The method also explicitly includes the use of a computer to calculate values required for the method of analysis or to perform the method itself. One will appreciate that various methods of calculating or estimating the values required for the method of analysis are known. However, the exact method of calculation will vary depending on the information that is known about a particular market or merger. In addition, no quantitative method currently exists to calculate the overall competitive effects of mergers as a whole. Therefore, the method of analysis described by the present invention lends itself to a computer-based calculation that can be extended as both the methods of calculating the required values are improved and the methods for calculating the overall competitive effects of mergers are improved.

DETAILED DESCRIPTION OF THE INVENTION

The first principle for consideration under the merger analysis of the present invention—prohibiting mergers that reduce consumer welfare—applies equally to competitive effects and efficiencies. The ultimate goal of this analysis is to predict the overall effects of a merger over the reasonably foreseeable future. Although this is difficult to do in practice, the presently described merger analysis provides a quantitative method with predictive value that may be used to categorize a particular merger as either enhancing or reducing consumer welfare. The method of this invention may instigate the development of better tools for merger analysis over time if there is a perceived need for such tools. Development of better tools has already been initiated for market definition and competitive effects analysis contained in the Guidelines previously issued by the DOJ and FTC.

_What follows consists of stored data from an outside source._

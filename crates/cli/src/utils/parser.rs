/// Splits `path:line` into the path and a 1-based line number.
///
/// A suffix that isn't a number is part of the path.
pub fn parse_filepath_with_line(filepath_arg: &str) -> (String, Option<usize>) {
    if let Some(colon_pos) = filepath_arg.rfind(':') {
        let path_part = &filepath_arg[..colon_pos];
        let line_part = &filepath_arg[colon_pos + 1..];

        match line_part.parse::<usize>() {
            Ok(line_num) if line_num > 0 => (path_part.to_string(), Some(line_num)),
            _ => (filepath_arg.to_string(), None),
        }
    } else {
        (filepath_arg.to_string(), None)
    }
}

#[cfg(test)]
mod tests {
    use super::*;

    #[test]
    fn test_parse_filepath_with_line() {
        assert_eq!(
            parse_filepath_with_line("pkg/FooTest.java:12"),
            ("pkg/FooTest.java".to_string(), Some(12))
        );
        assert_eq!(
            parse_filepath_with_line("pkg/FooTest.java"),
            ("pkg/FooTest.java".to_string(), None)
        );
        assert_eq!(
            parse_filepath_with_line("C:dir/file.rs:x"),
            ("C:dir/file.rs:x".to_string(), None)
        );
        assert_eq!(parse_filepath_with_line("a.rs:0"), ("a.rs:0".to_string(), None));
    }
}
pub mod cli;
pub mod commands;
pub mod display;
pub mod host;
pub mod utils;

// Re-export commonly used items
pub use cli::{Cli, Commands};
use serde::{Deserialize, Serialize};
use std::collections::BTreeSet;
use std::fmt;

use super::kind::RuleType;

/// The build-tool command a run configuration invokes
#[derive(Debug, Clone, Copy, PartialEq, Eq, Hash, Serialize, Deserialize)]
#[serde(rename_all = "snake_case")]
pub enum BuildCommand {
    Test,
    Run,
    Build,
    Coverage,
    Info,
}

impl BuildCommand {
    /// Command used when a rule is run directly from its BUILD file.
    pub fn for_rule_type(rule_type: RuleType) -> Option<Self> {
        match rule_type {
            RuleType::Binary => Some(BuildCommand::Run),
            RuleType::Test => Some(BuildCommand::Test),
            RuleType::Library | RuleType::Unknown => None,
        }
    }

    pub fn as_str(&self) -> &'static str {
        match self {
            BuildCommand::Test => "test",
            BuildCommand::Run => "run",
            BuildCommand::Build => "build",
            BuildCommand::Coverage => "coverage",
            BuildCommand::Info => "info",
        }
    }
}

impl fmt::Display for BuildCommand {
    fn fmt(&self, f: &mut fmt::Formatter<'_>) -> fmt::Result {
        f.write_str(self.as_str())
    }
}

/// How the host intends to execute a configuration
#[derive(Debug, Clone, Copy, PartialEq, Eq, Hash, PartialOrd, Ord, Serialize, Deserialize)]
#[serde(rename_all = "snake_case")]
pub enum ExecutorType {
    Run,
    Debug,
    Coverage,
    FastBuild,
}

impl ExecutorType {
    /// Executors a plain test or binary context supports
    pub fn defaults() -> BTreeSet<ExecutorType> {
        BTreeSet::from([ExecutorType::Run, ExecutorType::Debug, ExecutorType::Coverage])
    }

    pub fn all() -> BTreeSet<ExecutorType> {
        BTreeSet::from([
            ExecutorType::Run,
            ExecutorType::Debug,
            ExecutorType::Coverage,
            ExecutorType::FastBuild,
        ])
    }
}
//! Run configuration contexts
//!
//! A [`RunConfigurationContext`] is what a provider proposes for a UI action. It is one of:
//!
//! - [`KnownContext`]: target, command and flag modifications, applicable right away.
//! - [`PendingContext`]: a future that resolves to another context later. Nested pending results
//!   are unwrapped, so observers only ever see a terminal context or a failure.
//! - [`MultiCandidateContext`]: several equally valid targets; an explicit choice is needed
//!   before the configuration can run.

use std::collections::BTreeSet;

use crate::configuration::{RunConfiguration, RunConfigurationState, Ticket};
use crate::error::Result;
use crate::future::{ProgressIndicator, WaitOptions};
use crate::types::{BuildCommand, ExecutorType, SourceElement};

mod builder;
mod disambiguation;
mod flags;
mod known;
mod pending;


pub use builder::TestContextBuilder;
pub use disambiguation::{MultiCandidateContext, TargetChooser, web_test_context};
pub use flags::{
    DEFAULT_TEST_ENV_FLAG, DEFAULT_TEST_FILTER_FLAG, FlagModification, FlagNames, encode_param,
};
pub use known::KnownContext;
pub use pending::{DEFAULT_MAX_UNWRAP_DEPTH, PendingContext};

/// What every context variant carries about its origin and the flags it applies
#[derive(Debug, Clone, PartialEq, Eq)]
pub struct ContextDetails {
    pub element: SourceElement,
    pub command: BuildCommand,
    pub flags: Vec<FlagModification>,
    /// Replaces the target in the configuration name, which then stays fixed
    pub description: Option<String>,
    pub executors: BTreeSet<ExecutorType>,
}

impl ContextDetails {
    pub fn new(element: SourceElement, command: BuildCommand) -> Self {
        Self {
            element,
            command,
            flags: Vec::new(),
            description: None,
            executors: ExecutorType::defaults(),
        }
    }

    /// Command, flags and name for a configuration whose target isn't known yet.
    pub(crate) fn apply_unresolved(&self, state: &mut RunConfigurationState) {
        state.set_command(self.command);
        self.apply_flags(state);
        match &self.description {
            Some(description) => state.set_described_name(description),
            None => state.set_generated_name_for(&self.element.display_name()),
        }
    }

    pub(crate) fn apply_flags(&self, state: &mut RunConfigurationState) {
        for modification in &self.flags {
            modification.apply(state.flags_mut());
        }
    }

    /// Command and flag part of the reuse check. Cosmetic state is ignored.
    pub(crate) fn matches_command_and_flags(&self, state: &RunConfigurationState) -> bool {
        state.command() == Some(self.command)
            && self
                .flags
                .iter()
                .all(|modification| modification.matches(state.flags()))
    }

    /// Reuse check while no target is known: same source element
    pub(crate) fn matches_element(&self, state: &RunConfigurationState) -> bool {
        self.matches_command_and_flags(state)
            && state.context_element() == Some(self.element.element_key().as_str())
    }
}

/// Host collaborators needed to finish a context before launch
#[derive(Clone, Copy)]
pub struct ResolveEnv<'a> {
    pub progress: &'a dyn ProgressIndicator,
    pub chooser: &'a dyn TargetChooser,
    pub wait: WaitOptions,
}

#[derive(Debug, Clone)]
pub enum RunConfigurationContext {
    Known(KnownContext),
    Pending(PendingContext),
    MultiCandidate(MultiCandidateContext),
}

impl RunConfigurationContext {
    pub fn details(&self) -> &ContextDetails {
        match self {
            RunConfigurationContext::Known(known) => known.details(),
            RunConfigurationContext::Pending(pending) => pending.details(),
            RunConfigurationContext::MultiCandidate(multi) => multi.details(),
        }
    }

    pub fn source_element(&self) -> &SourceElement {
        &self.details().element
    }

    pub fn supported_executors(&self) -> &BTreeSet<ExecutorType> {
        &self.details().executors
    }

    /// Known contexts are always done; pending ones once their future is.
    /// A disambiguation is never done on its own, it waits for a choice.
    pub fn is_done(&self) -> bool {
        match self {
            RunConfigurationContext::Known(_) => true,
            RunConfigurationContext::Pending(pending) => pending.is_done(),
            RunConfigurationContext::MultiCandidate(_) => false,
        }
    }

    pub fn is_cancelled(&self) -> bool {
        match self {
            RunConfigurationContext::Pending(pending) => pending.is_cancelled(),
            _ => false,
        }
    }

    /// Whether the context failed or was cancelled; such contexts are not worth caching.
    pub fn is_failed(&self) -> bool {
        match self {
            RunConfigurationContext::Pending(pending) => pending.is_failed(),
            _ => false,
        }
    }

    /// Identity for pending owners: the same pending or disambiguation instance.
    pub fn same_instance(&self, other: &RunConfigurationContext) -> bool {
        match (self, other) {
            (RunConfigurationContext::Pending(a), RunConfigurationContext::Pending(b)) => {
                a.ptr_eq(b)
            }
            (
                RunConfigurationContext::MultiCandidate(a),
                RunConfigurationContext::MultiCandidate(b),
            ) => a.ptr_eq(b),
            _ => false,
        }
    }

    /// Applies the context to `config`. Returns false if the configuration could not be set up.
    ///
    /// Known contexts apply immediately. Pending contexts take ownership of the configuration
    /// and apply their result when it arrives, unless a newer context took over meanwhile.
    pub fn setup_run_configuration(&self, config: &RunConfiguration) -> bool {
        match self {
            RunConfigurationContext::Known(known) => {
                config.update(|state| known.apply_to(state));
                true
            }
            RunConfigurationContext::Pending(pending) => pending.setup_target(config),
            RunConfigurationContext::MultiCandidate(multi) => {
                multi.setup(config);
                true
            }
        }
    }

    /// Reuse check: would setting up `config` from this context be a no-op?
    pub fn matches_run_configuration(&self, config: &RunConfiguration) -> bool {
        config.read(|state| self.matches_state(state))
    }

    pub(crate) fn matches_state(&self, state: &RunConfigurationState) -> bool {
        match self {
            RunConfigurationContext::Known(known) => known.matches_state(state),
            RunConfigurationContext::Pending(pending) => pending.matches_state(state),
            RunConfigurationContext::MultiCandidate(multi) => multi.matches_state(state),
        }
    }

    /// Finishes the context before launch: waits for a pending result under progress, asks the
    /// chooser when there are several candidates. Afterwards `config` holds the final target.
    pub fn resolve(&self, config: &RunConfiguration, env: &ResolveEnv<'_>) -> Result<()> {
        match self {
            RunConfigurationContext::Known(_) => Ok(()),
            RunConfigurationContext::Pending(pending) => pending.resolve(config, env),
            RunConfigurationContext::MultiCandidate(multi) => multi.resolve(config, env),
        }
    }

    /// Applies a resolved context on behalf of the owner holding `ticket`.
    /// The caller has already checked that `ticket` owns `state`.
    pub(crate) fn apply_resolved(&self, state: &mut RunConfigurationState, ticket: Ticket) -> bool {
        match self {
            RunConfigurationContext::Known(known) => {
                known.apply_to(state);
                true
            }
            RunConfigurationContext::MultiCandidate(multi) => {
                multi.take_over(state, ticket);
                true
            }
            RunConfigurationContext::Pending(pending) => {
                tracing::warn!(
                    "unflattened pending context for {}",
                    pending.details().element.element_key()
                );
                false
            }
        }
    }
}

impl From<KnownContext> for RunConfigurationContext {
    fn from(known: KnownContext) -> Self {
        RunConfigurationContext::Known(known)
    }
}

impl From<PendingContext> for RunConfigurationContext {
    fn from(pending: PendingContext) -> Self {
        RunConfigurationContext::Pending(pending)
    }
}

impl From<MultiCandidateContext> for RunConfigurationContext {
    fn from(multi: MultiCandidateContext) -> Self {
        RunConfigurationContext::MultiCandidate(multi)
    }
}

To determine whether the overall effect of a merger will reduce consumer welfare or not, the method of this invention utilizes a risk adjusted (net present value) NPV calculation. The method first requires an estimation of the magnitude of any price effect, where decreases in price improve consumer welfare and increases in price do not. In addition to the magnitude of the price effect, the method requires an estimation of the probability that the price effect will be realized as well as the timing and the duration of the price effect. Similarly, the method requires an estimation of the magnitude, probability of realization, timing, and duration of efficiencies. That is, a person utilizing the merger analysis of the present invention must estimate the magnitude of any efficiencies and their effect on price, the likelihood that they will be realized, their timing and their duration.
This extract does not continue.